(Exercise data Opens)

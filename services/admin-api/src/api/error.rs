//! API error types and helpers.
//!
//! # Purpose
//! Keeps every error payload in the `{ error, reason?, message }` shape and
//! maps login failures and store errors onto HTTP statuses.
//!
//! # Security considerations
//! - Internal errors log details server-side but return generic messages.
//! - Messages never echo tokens or claim values.
use crate::api::types::ErrorResponse;
use crate::auth::orchestrator::AuthFailure;
use crate::store::StoreError;
use axum::Json;
use axum::http::StatusCode;
use axum::response::IntoResponse;

/// Status code plus JSON body; `status` must match `body.error`.
#[derive(Debug)]
pub struct ApiError {
    pub status: StatusCode,
    pub body: ErrorResponse,
}

impl ApiError {
    fn new(status: StatusCode, error: &str, reason: Option<&str>, message: &str) -> Self {
        Self {
            status,
            body: ErrorResponse {
                error: error.to_string(),
                reason: reason.map(str::to_string),
                message: message.to_string(),
            },
        }
    }
}

impl IntoResponse for ApiError {
    fn into_response(self) -> axum::response::Response {
        (self.status, Json(self.body)).into_response()
    }
}

impl From<AuthFailure> for ApiError {
    fn from(failure: AuthFailure) -> Self {
        let reason = failure.reason();
        match &failure {
            AuthFailure::MissingToken => api_unauthorized(reason, "authentication required"),
            AuthFailure::InvalidToken => api_unauthorized(reason, "token is not valid"),
            AuthFailure::TokenExpired => api_unauthorized(reason, "token has expired"),
            AuthFailure::PolicyDenied(deny) => api_forbidden(reason, deny.message()),
            AuthFailure::UserNotProvisioned => {
                api_forbidden(reason, "user is not provisioned for this platform")
            }
            AuthFailure::OrganizationInactive => {
                api_forbidden(reason, "organization is not active")
            }
            AuthFailure::ProvisioningIncomplete => {
                api_internal_message(reason, "user profile is incomplete")
            }
            AuthFailure::Store(_) | AuthFailure::Signing(_) => {
                api_internal_message(reason, "authentication failed")
            }
        }
    }
}

pub fn api_unauthorized(reason: &str, message: &str) -> ApiError {
    ApiError::new(StatusCode::UNAUTHORIZED, "unauthorized", Some(reason), message)
}

pub fn api_forbidden(reason: &str, message: &str) -> ApiError {
    ApiError::new(StatusCode::FORBIDDEN, "forbidden", Some(reason), message)
}

pub fn api_not_found(message: &str) -> ApiError {
    ApiError::new(StatusCode::NOT_FOUND, "not_found", None, message)
}

pub fn api_conflict(message: &str) -> ApiError {
    ApiError::new(StatusCode::CONFLICT, "conflict", None, message)
}

pub fn api_validation_error(message: &str) -> ApiError {
    ApiError::new(StatusCode::BAD_REQUEST, "validation_error", None, message)
}

/// 500 from a store error. The error itself is only logged.
pub fn api_internal(message: &str, err: &StoreError) -> ApiError {
    tracing::error!(error = ?err, "identity storage error");
    api_internal_message("internal_server_error", message)
}

pub fn api_internal_message(reason: &str, message: &str) -> ApiError {
    ApiError::new(
        StatusCode::INTERNAL_SERVER_ERROR,
        "internal_server_error",
        Some(reason),
        message,
    )
}

/// Map a store error from an admin operation. Not-found and conflict are
/// client errors named after the resource the store reported; anything else
/// is internal and answered with `failure`.
pub fn api_store_error(failure: &str, err: StoreError) -> ApiError {
    match err {
        StoreError::NotFound(resource) => api_not_found(&format!("{resource} not found")),
        StoreError::Conflict(resource) => api_conflict(&format!("{resource} already exists")),
        other => api_internal(failure, &other),
    }
}

#[cfg(test)]
mod tests {
    use super::*;
    use atrium_authz::DenyReason;

    #[test]
    fn api_error_helpers_build_expected_codes() {
        let unauthorized = api_unauthorized("missing_token", "nope");
        assert_eq!(unauthorized.status, StatusCode::UNAUTHORIZED);
        assert_eq!(unauthorized.body.error, "unauthorized");
        assert_eq!(unauthorized.body.reason.as_deref(), Some("missing_token"));

        let forbidden = api_forbidden("insufficient_role", "nope");
        assert_eq!(forbidden.status, StatusCode::FORBIDDEN);
        assert_eq!(forbidden.body.error, "forbidden");

        let not_found = api_not_found("missing");
        assert_eq!(not_found.status, StatusCode::NOT_FOUND);
        assert!(not_found.body.reason.is_none());

        let conflict = api_conflict("exists");
        assert_eq!(conflict.status, StatusCode::CONFLICT);
        assert_eq!(conflict.body.error, "conflict");

        let validation = api_validation_error("bad");
        assert_eq!(validation.status, StatusCode::BAD_REQUEST);
        assert_eq!(validation.body.error, "validation_error");
    }

    #[test]
    fn auth_failures_map_to_statuses() {
        let cases = vec![
            (AuthFailure::MissingToken, StatusCode::UNAUTHORIZED),
            (AuthFailure::InvalidToken, StatusCode::UNAUTHORIZED),
            (AuthFailure::TokenExpired, StatusCode::UNAUTHORIZED),
            (
                AuthFailure::PolicyDenied(DenyReason::PartnerMissingOrg),
                StatusCode::FORBIDDEN,
            ),
            (AuthFailure::UserNotProvisioned, StatusCode::FORBIDDEN),
            (AuthFailure::OrganizationInactive, StatusCode::FORBIDDEN),
            (
                AuthFailure::ProvisioningIncomplete,
                StatusCode::INTERNAL_SERVER_ERROR,
            ),
        ];
        for (failure, status) in cases {
            let reason = failure.reason();
            let api = ApiError::from(failure);
            assert_eq!(api.status, status);
            assert_eq!(api.body.reason.as_deref(), Some(reason));
        }
    }

    #[test]
    fn store_errors_map_to_client_or_internal() {
        let missing_org = api_store_error(
            "failed to create user",
            StoreError::NotFound("organization".into()),
        );
        assert_eq!(missing_org.status, StatusCode::NOT_FOUND);
        assert_eq!(missing_org.body.message, "organization not found");

        let missing_user =
            api_store_error("failed to update user", StoreError::NotFound("user".into()));
        assert_eq!(missing_user.body.message, "user not found");

        let taken = api_store_error("failed to create user", StoreError::Conflict("user".into()));
        assert_eq!(taken.status, StatusCode::CONFLICT);
        assert_eq!(taken.body.message, "user already exists");

        let internal = api_store_error(
            "storage failed",
            StoreError::Unexpected(anyhow::anyhow!("boom")),
        );
        assert_eq!(internal.status, StatusCode::INTERNAL_SERVER_ERROR);
        assert_eq!(internal.body.message, "storage failed");
        assert_eq!(
            internal.body.reason.as_deref(),
            Some("internal_server_error")
        );
    }
}
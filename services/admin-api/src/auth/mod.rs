//! Authentication and authorization modules.
//!
//! # Purpose
//! Groups upstream IdP validation, the login state machine, credential
//! signing keys, JWKS publication and the per-request extractor.
pub mod idp_registry;
pub mod jwks;
pub mod keys;
pub mod login;
pub mod oidc;
pub mod orchestrator;
pub mod session;
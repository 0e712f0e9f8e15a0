//! Admin API HTTP application wiring.
//!
//! # Purpose
//! Builds the Axum router, configures middleware, and defines the shared
//! application state injected into handlers.
use crate::api;
use crate::auth;
use crate::auth::orchestrator::LoginOrchestrator;
use crate::observability;
use crate::store::IdentityStore;
use axum::Router;
use std::sync::Arc;
use tower_http::trace::TraceLayer;
use tracing_opentelemetry::OpenTelemetrySpanExt;

#[derive(Clone)]
pub struct AppState {
    pub store: Arc<dyn IdentityStore>,
    pub orchestrator: Arc<LoginOrchestrator>,
    /// `Secure; SameSite=None` session cookies (production only).
    pub secure_cookies: bool,
}

pub fn build_router(state: AppState) -> Router {
    let trace_layer =
        TraceLayer::new_for_http().make_span_with(|request: &axum::http::Request<_>| {
            let parent = observability::trace_context_from_headers(request.headers());
            let span = tracing::info_span!(
                "http.request",
                method = %request.method(),
                uri = %request.uri().path(),
                version = ?request.version()
            );
            span.set_parent(parent);
            span
        });

    Router::new()
        .route(
            "/v1/system/health",
            axum::routing::get(api::system::system_health),
        )
        .route("/v1/auth/login", axum::routing::post(auth::login::login))
        .route("/v1/auth/logout", axum::routing::post(auth::login::logout))
        .route(
            "/v1/auth/session",
            axum::routing::get(auth::session::current_session),
        )
        .route(
            "/v1/auth/.well-known/jwks.json",
            axum::routing::get(auth::jwks::credential_jwks),
        )
        .route(
            "/v1/admin/users",
            axum::routing::get(api::users::list_users).post(api::users::create_user),
        )
        .route(
            "/v1/admin/users/:user_id",
            axum::routing::patch(api::users::update_user),
        )
        .route(
            "/v1/openapi.json",
            axum::routing::get(api::openapi::openapi_json),
        )
        .layer(trace_layer)
        .with_state(state)
}
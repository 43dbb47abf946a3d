//! In-memory implementation of `NotificationSink`.
//!
//! `InMemoryNotifier` keeps every notification in a `Vec` behind a `Mutex`,
//! so the same sink can be shared by a controller and whoever renders the
//! toasts. Use `export_log()` to read the history.

use std::sync::{Arc, Mutex, MutexGuard, PoisonError};

use chrono::Utc;

use stellar_contracts::notification::Notification;
use stellar_core::traits::NotificationSink;

use crate::event::{NotificationLog, NotificationRecord};

// ── Internal mutable state ────────────────────────────────────────────────────

pub(crate) struct InMemoryState {
    /// All records received so far, in append order.
    pub(crate) records: Vec<NotificationRecord>,

    /// The next sequence number to assign (starts at 0).
    pub(crate) sequence: u64,
}

// ── Public sink ───────────────────────────────────────────────────────────────

/// An append-only, in-memory notification sink.
pub struct InMemoryNotifier {
    surface: String,
    pub(crate) state: Arc<Mutex<InMemoryState>>,
}

impl InMemoryNotifier {
    pub fn new(surface: impl Into<String>) -> Self {
        Self {
            surface: surface.into(),
            state: Arc::new(Mutex::new(InMemoryState {
                records: Vec::new(),
                sequence: 0,
            })),
        }
    }

    fn lock(&self) -> MutexGuard<'_, InMemoryState> {
        self.state.lock().unwrap_or_else(PoisonError::into_inner)
    }

    /// Export every record received so far.
    pub fn export_log(&self) -> NotificationLog {
        let state = self.lock();
        NotificationLog {
            surface: self.surface.clone(),
            records: state.records.clone(),
            exported_at: Utc::now(),
        }
    }

    pub fn len(&self) -> usize {
        self.lock().records.len()
    }

    pub fn is_empty(&self) -> bool {
        self.len() == 0
    }

    /// The most recent notification, if any.
    pub fn last(&self) -> Option<Notification> {
        self.lock().records.last().map(|r| r.notification.clone())
    }
}

// ── NotificationSink impl ─────────────────────────────────────────────────────

impl NotificationSink for InMemoryNotifier {
    fn notify(&self, notification: &Notification) {
        let mut state = self.lock();
        let sequence = state.sequence;
        state.records.push(NotificationRecord {
            sequence,
            surface: self.surface.clone(),
            notification: notification.clone(),
        });
        state.sequence += 1;
    }
}
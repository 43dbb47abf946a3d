//! User-facing notifications (toasts).

use chrono::{DateTime, Utc};
use serde::{Deserialize, Serialize};

/// Visual weight of a notification.
#[derive(Debug, Clone, Copy, Default, PartialEq, Eq, Serialize, Deserialize)]
#[serde(rename_all = "snake_case")]
pub enum Severity {
    #[default]
    Default,
    Destructive,
}

/// A titled message handed to the notification surface.
///
/// Immutable once issued; the surface decides how long to show it.
#[derive(Debug, Clone, PartialEq, Eq, Serialize, Deserialize)]
pub struct Notification {
    pub title: String,
    pub description: String,
    pub severity: Severity,
    pub issued_at: DateTime<Utc>,
}

impl Notification {
    pub fn new(
        title: impl Into<String>,
        description: impl Into<String>,
        severity: Severity,
    ) -> Self {
        Self {
            title: title.into(),
            description: description.into(),
            severity,
            issued_at: Utc::now(),
        }
    }

    /// A `Default`-severity notification.
    pub fn info(title: impl Into<String>, description: impl Into<String>) -> Self {
        Self::new(title, description, Severity::Default)
    }

    /// A `Destructive`-severity notification.
    pub fn destructive(title: impl Into<String>, description: impl Into<String>) -> Self {
        Self::new(title, description, Severity::Destructive)
    }

    pub fn is_destructive(&self) -> bool {
        self.severity == Severity::Destructive
    }
}
//! # stellar-client
//!
//! HTTP implementations of the backend traits, plus configuration loading.
//!
//! ## Overview
//!
//! - `config` : TOML → `StellarConfig`
//! - `query`  : `HttpQueryBackend`, JSON `POST /query`
//! - `ingest` : `HttpIngestBackend`, multipart `POST /upload_csv`
//! - `file`   : read a file from disk into an `UploadCandidate`
//!
//! `StellarClient` owns one `reqwest::Client` and hands out controllers
//! already wired to it.
//!
//! ## Usage
//!
//! ```rust,ignore
//! use std::sync::Arc;
//! use stellar_client::StellarClient;
//! use stellar_notify::TracingNotifier;
//!
//! let client = StellarClient::new(config)?;
//! let queries = client.query_controller(Arc::new(TracingNotifier));
//! let outcome = queries.submit("symptoms of decompression sickness").await?;
//! ```

pub mod config;
pub mod file;
mod http;
pub mod ingest;
pub mod query;

use std::sync::Arc;

use tracing::debug;

use stellar_contracts::{
    config::StellarConfig,
    error::{StellarError, StellarResult},
};
use stellar_core::{traits::NotificationSink, IngestController, QueryController};

pub use file::candidate_from_path;
pub use ingest::HttpIngestBackend;
pub use query::HttpQueryBackend;

/// A configured HTTP client for both backend endpoints.
pub struct StellarClient {
    config: StellarConfig,
    http: reqwest::Client,
}

impl StellarClient {
    /// Build the underlying `reqwest::Client` with the configured timeout.
    pub fn new(config: StellarConfig) -> StellarResult<Self> {
        config::check(&config)?;
        let http = reqwest::Client::builder()
            .timeout(config.request_timeout())
            .build()
            .map_err(|e| StellarError::ClientBuildError {
                reason: e.to_string(),
            })?;
        debug!(
            query_url = %config.query_url(),
            upload_url = %config.upload_url(),
            timeout_ms = config.request_timeout_ms,
            "http client ready"
        );
        Ok(Self { config, http })
    }

    pub fn config(&self) -> &StellarConfig {
        &self.config
    }

    pub fn query_backend(&self) -> HttpQueryBackend {
        HttpQueryBackend::new(self.http.clone(), self.config.query_url())
    }

    pub fn ingest_backend(&self) -> HttpIngestBackend {
        HttpIngestBackend::new(self.http.clone(), self.config.upload_url())
    }

    pub fn query_controller(&self, notifier: Arc<dyn NotificationSink>) -> QueryController {
        QueryController::new(Box::new(self.query_backend()), notifier, &self.config)
    }

    pub fn ingest_controller(&self, notifier: Arc<dyn NotificationSink>) -> IngestController {
        IngestController::new(Box::new(self.ingest_backend()), notifier, &self.config)
    }
}

// ── Tests ─────────────────────────────────────────────────────────────────────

(Exercise data Closes)

Filter the data above down to lines with the word "PartialEq", and copy them.

_Written reply_.
#[derive(Debug, Clone, Copy, Default, PartialEq, Eq, Serialize, Deserialize)]
#[derive(Debug, Clone, PartialEq, Eq, Serialize, Deserialize)]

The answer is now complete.